Vielen Coming Of Age Romane weisen das Problem auf, dass vieles gewollt wirkt, insbesondere die Botschaft des Inhalts. Die Kunst, nicht allzu dramatisch zu wirken, ist groß. Dieser Aufgabe widmet sich "Dicht" jedoch keineswegs. Der jugendliche Alltag besteht aus einer Menge kleinerer Dramen, Wortwitze oder gar gefährlicher Situationen. Und ergibt am Ende eine spannende Geschichte, die mit einem "Wir haben es überlebt" ins Erwachsenenalter schreitet.

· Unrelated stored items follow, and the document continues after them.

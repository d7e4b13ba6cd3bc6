//! Persistent user settings: remembered login credentials and the logged-in flag

use contracts::system::auth::RememberedCredentials;

const REMEMBERED_KEY: &str = "rememberedCredentials";
const LOGGED_IN_KEY: &str = "isLoggedIn";

/// String key/value backend, e.g. browser localStorage
pub trait KeyValueStore {
    fn get(&self, key: &str) -> Option<String>;
    fn set(&self, key: &str, value: &str);
    fn remove(&self, key: &str);
}

#[derive(Debug, Clone, Default, PartialEq)]
pub struct Settings {
    pub remembered: Option<RememberedCredentials>,
    pub logged_in: bool,
}

#[derive(Debug, Clone)]
pub struct SettingsStore<S: KeyValueStore> {
    store: S,
}

impl<S: KeyValueStore> SettingsStore<S> {
    pub fn new(store: S) -> Self {
        Self { store }
    }

    pub fn load(&self) -> Settings {
        let remembered = self.store.get(REMEMBERED_KEY).and_then(|raw| {
            serde_json::from_str::<RememberedCredentials>(&raw)
                .map_err(|e| log::warn!("Ignoring unreadable remembered credentials: {}", e))
                .ok()
        });
        let logged_in = self.store.get(LOGGED_IN_KEY).as_deref() == Some("true");
        Settings {
            remembered,
            logged_in,
        }
    }

    pub fn save(&self, settings: &Settings) {
        match &settings.remembered {
            Some(creds) => match serde_json::to_string(creds) {
                Ok(raw) => self.store.set(REMEMBERED_KEY, &raw),
                Err(e) => log::error!("Failed to store credentials: {}", e),
            },
            None => self.store.remove(REMEMBERED_KEY),
        }
        if settings.logged_in {
            self.store.set(LOGGED_IN_KEY, "true");
        } else {
            self.store.remove(LOGGED_IN_KEY);
        }
    }

    pub fn clear(&self) {
        self.store.remove(REMEMBERED_KEY);
        self.store.remove(LOGGED_IN_KEY);
    }
}


#[cfg(test)]
mod tests {
    use super::memory::MemoryStore;
    use super::*;

    fn creds() -> RememberedCredentials {
        RememberedCredentials {
            username: "admin".into(),
            password: "pw".into(),
        }
    }

    #[test]
    fn test_empty_store_loads_defaults() {
        let store = SettingsStore::new(MemoryStore::default());
        assert_eq!(store.load(), Settings::default());
    }

    #[test]
    fn test_save_and_load() {
        let mem = MemoryStore::default();
        let store = SettingsStore::new(mem.clone());
        store.save(&Settings {
            remembered: Some(creds()),
            logged_in: true,
        });
        assert_eq!(mem.get(LOGGED_IN_KEY).as_deref(), Some("true"));
        let loaded = store.load();
        assert_eq!(loaded.remembered, Some(creds()));
        assert!(loaded.logged_in);
    }

    #[test]
    fn test_save_without_remember_removes_credentials() {
        let mem = MemoryStore::default();
        let store = SettingsStore::new(mem.clone());
        store.save(&Settings {
            remembered: Some(creds()),
            logged_in: true,
        });
        store.save(&Settings {
            remembered: None,
            logged_in: true,
        });
        assert!(mem.get(REMEMBERED_KEY).is_none());
        assert!(store.load().logged_in);
    }

    #[test]
    fn test_clear() {
        let mem = MemoryStore::default();
        let store = SettingsStore::new(mem.clone());
        store.save(&Settings {
            remembered: Some(creds()),
            logged_in: true,
        });
        store.clear();
        assert!(mem.map.borrow().is_empty());
    }

    #[test]
    fn test_corrupt_credentials_are_ignored() {
        let mem = MemoryStore::default();
        mem.set(REMEMBERED_KEY, "{not json");
        let store = SettingsStore::new(mem);
        assert_eq!(store.load().remembered, None);
    }
}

In "Dicht" widmet sich die vielen bekannte Stefanie Sargnagel wohl stellenweise ihrer eigenen Jugend. Aufgewachsen in einem gutbürgerlichen Viertel Wiens rutscht das literische Ich in ein spannendes Milieu aus durchgeknallten und liebenswerten Persönlichkeiten mit Hang zum Alkoholismus und Drogensucht.
Das literarische Ich - humorvoll, intelligent und bissig-provokant ihren LehrerInnen gegenüber - steht außerhalb der Kontrolle ihres Elternhauses, bestehend aus der alleinerziehenden Mutter, die viel arbeitet, und einem Vater, der kaum bis gar keine Verantwortung übernimmt und sie einem koreanischen, grusligen Kunden vorstellt. Kein Wunder, dass das Leben draußen immer interessanter wird und der Zugang zum Studium über vierte Wege passiert, Schulauschluss inklusive.
Die Bedrohungen in diesem Alltag gehen keineswegs von den alkoholisierten Obdachlosen und viel zu alten Männern, mit denen sie regelmäßigen Umgang pflegt, aus. Sondern von Alltagsbegegnungen, die meine Tochter hoffentlich niemals erleben muss. Das literarische Ich hört nicht nur einmal, dass sie doch bitte abnehmen soll, um so richtig "geil" für den maximal durchschnittlich anmutenden jungen und manchmal viel zu alten Herrn zu sein.
Der rote Faden sind hier die vielen Begegnungen mit skurril und oft sehr liebenswürdigen Menschen und die vielen Anekdoten. Ein offensichtlicher Höhepunkt fehlt, trotzdem wird es niemals langweilig. Der Schreibstil wirkt als könne er einem Tagebuch - einer eben klugen Person - entstammen.
Das Ende ist somit nicht vorhersehbar und überraschend tragisch und zugleich schön.
Für mich war "Dicht" ein erfrischend anderes Buch über eine Jugend halb auf der Straße.